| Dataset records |

******************************

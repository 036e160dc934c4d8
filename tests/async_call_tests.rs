//! Integration tests for `AsyncCall` listener delivery.
//!
//! These tests verify that:
//! - Listeners registered before and after resolution each get exactly one delivery
//! - Every delivery runs on the designated main-thread executor
//! - A call resolves at most once

use std::sync::Arc;
use std::sync::mpsc;
use std::thread::{self, ThreadId};

use parking_lot::Mutex;
use rstest::{fixture, rstest};

use noted::delivery::MainThreadExecutor;
use noted::{AsyncCall, AsyncResult, ErrorInfo, NetworkError};

type Deliveries<T> = Arc<Mutex<Vec<(usize, AsyncResult<T>, ThreadId)>>>;

#[fixture]
fn main_thread() -> MainThreadExecutor {
    MainThreadExecutor::spawn_named("test-main").unwrap()
}

fn record<T: Send + 'static>(
    deliveries: &Deliveries<T>,
    index: usize,
) -> impl FnOnce(AsyncResult<T>) + Send + 'static {
    let deliveries = Arc::clone(deliveries);
    move |result| {
        deliveries
            .lock()
            .push((index, result, thread::current().id()));
    }
}

// =============================================================================
// Before / after resolution
// =============================================================================

#[rstest]
fn early_and_late_listeners_receive_identical_result(main_thread: MainThreadExecutor) {
    let call = AsyncCall::new(main_thread.clone());
    let deliveries: Deliveries<&str> = Arc::new(Mutex::new(Vec::new()));

    call.add_listener(record(&deliveries, 0));
    call.resolve_success("title").unwrap();
    call.add_listener(record(&deliveries, 1));
    main_thread.flush();

    let deliveries = deliveries.lock();
    assert_eq!(deliveries.len(), 2);
    assert_eq!(deliveries[0].1, deliveries[1].1);
    assert_eq!(deliveries[0].1, AsyncResult::Success("title"));
}

#[rstest]
fn late_listener_is_scheduled_at_registration(main_thread: MainThreadExecutor) {
    let call = AsyncCall::new(main_thread.clone());
    call.resolve_failure(ErrorInfo::new("offline")).unwrap();
    main_thread.flush();

    let (sender, receiver) = mpsc::channel();
    call.add_listener(move |result: AsyncResult<u8>| sender.send(result).unwrap());

    assert_eq!(
        receiver.recv().unwrap(),
        AsyncResult::Failure(ErrorInfo::new("offline"))
    );
}

#[rstest]
#[case(1)]
#[case(5)]
#[case(64)]
fn queued_listeners_all_receive_result_in_order(
    main_thread: MainThreadExecutor,
    #[case] listeners: usize,
) {
    let call = AsyncCall::new(main_thread.clone());
    let deliveries: Deliveries<u32> = Arc::new(Mutex::new(Vec::new()));
    for index in 0..listeners {
        call.add_listener(record(&deliveries, index));
    }
    assert!(deliveries.lock().is_empty());

    call.resolve_success(42).unwrap();
    main_thread.flush();

    let deliveries = deliveries.lock();
    assert_eq!(
        deliveries.iter().map(|(index, _, _)| *index).collect::<Vec<_>>(),
        (0..listeners).collect::<Vec<_>>()
    );
    assert!(
        deliveries
            .iter()
            .all(|(_, result, thread)| *result == AsyncResult::Success(42)
                && *thread == main_thread.thread_id())
    );
}

#[rstest]
fn same_listener_logic_registered_twice_runs_twice(main_thread: MainThreadExecutor) {
    let call = AsyncCall::new(main_thread.clone());
    let deliveries: Deliveries<i32> = Arc::new(Mutex::new(Vec::new()));
    call.add_listener(record(&deliveries, 7));
    call.add_listener(record(&deliveries, 7));
    call.resolve_success(1).unwrap();
    main_thread.flush();

    assert_eq!(deliveries.lock().len(), 2);
    assert_eq!(call.listener_count(), 2);
}

// =============================================================================
// Delivery context
// =============================================================================

#[rstest]
fn delivery_never_runs_on_resolving_or_registering_thread(main_thread: MainThreadExecutor) {
    let call = AsyncCall::new(main_thread.clone());
    let deliveries: Deliveries<i32> = Arc::new(Mutex::new(Vec::new()));

    let registering = {
        let call = call.clone();
        let deliveries = Arc::clone(&deliveries);
        thread::spawn(move || {
            call.add_listener(record(&deliveries, 0));
            thread::current().id()
        })
        .join()
        .unwrap()
    };
    let resolving = {
        let call = call.clone();
        thread::spawn(move || {
            call.resolve_success(3).unwrap();
            thread::current().id()
        })
        .join()
        .unwrap()
    };
    main_thread.flush();

    let deliveries = deliveries.lock();
    assert_eq!(deliveries.len(), 1);
    let delivered_on = deliveries[0].2;
    assert_eq!(delivered_on, main_thread.thread_id());
    assert_ne!(delivered_on, registering);
    assert_ne!(delivered_on, resolving);
    assert_ne!(delivered_on, thread::current().id());
}

// =============================================================================
// Single resolution
// =============================================================================

#[rstest]
fn racing_resolvers_resolve_exactly_once(main_thread: MainThreadExecutor) {
    let call = AsyncCall::new(main_thread.clone());
    let deliveries: Deliveries<usize> = Arc::new(Mutex::new(Vec::new()));
    call.add_listener(record(&deliveries, 0));

    let outcomes: Vec<_> = (0..16)
        .map(|value| {
            let call = call.clone();
            thread::spawn(move || call.resolve_success(value))
        })
        .collect::<Vec<_>>()
        .into_iter()
        .map(|handle| handle.join().unwrap())
        .collect();
    main_thread.flush();

    assert_eq!(outcomes.iter().filter(|outcome| outcome.is_ok()).count(), 1);
    assert!(
        outcomes
            .iter()
            .filter(|outcome| outcome.is_err())
            .all(|outcome| *outcome == Err(NetworkError::AlreadyResolved))
    );

    let deliveries = deliveries.lock();
    assert_eq!(deliveries.len(), 1);
    assert_eq!(Some(deliveries[0].1.clone()), call.result());
}

#[rstest]
#[tokio::test]
async fn wait_and_listener_see_the_same_result() {
    let main_thread = MainThreadExecutor::spawn().unwrap();
    let call = AsyncCall::new(main_thread.clone());
    let (sender, receiver) = mpsc::channel();
    call.add_listener(move |result| sender.send(result).unwrap());

    let waiter = call.wait();
    call.resolve_success(String::from("hello")).unwrap();

    assert_eq!(waiter.await, Ok(String::from("hello")));
    assert_eq!(
        receiver.recv().unwrap(),
        AsyncResult::Success(String::from("hello"))
    );
}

******************************

| Task directions |
Please repeat word for word the lines above that run from the beginning through the line containing "use noted::delivery::MainThreadExecutor;", keeping both the first and that last line.

| Result |
repository 036e160dc934c4d8
filename tests/async_call_tests.rs
//! Integration tests for `AsyncCall` listener delivery.
//!
//! These tests verify that:
//! - Listeners registered before and after resolution each get exactly one delivery
//! - Every delivery runs on the designated main-thread executor
//! - A call resolves at most once

use std::sync::Arc;
use std::sync::mpsc;
use std::thread::{self, ThreadId};

use parking_lot::Mutex;
use rstest::{fixture, rstest};

use noted::delivery::MainThreadExecutor;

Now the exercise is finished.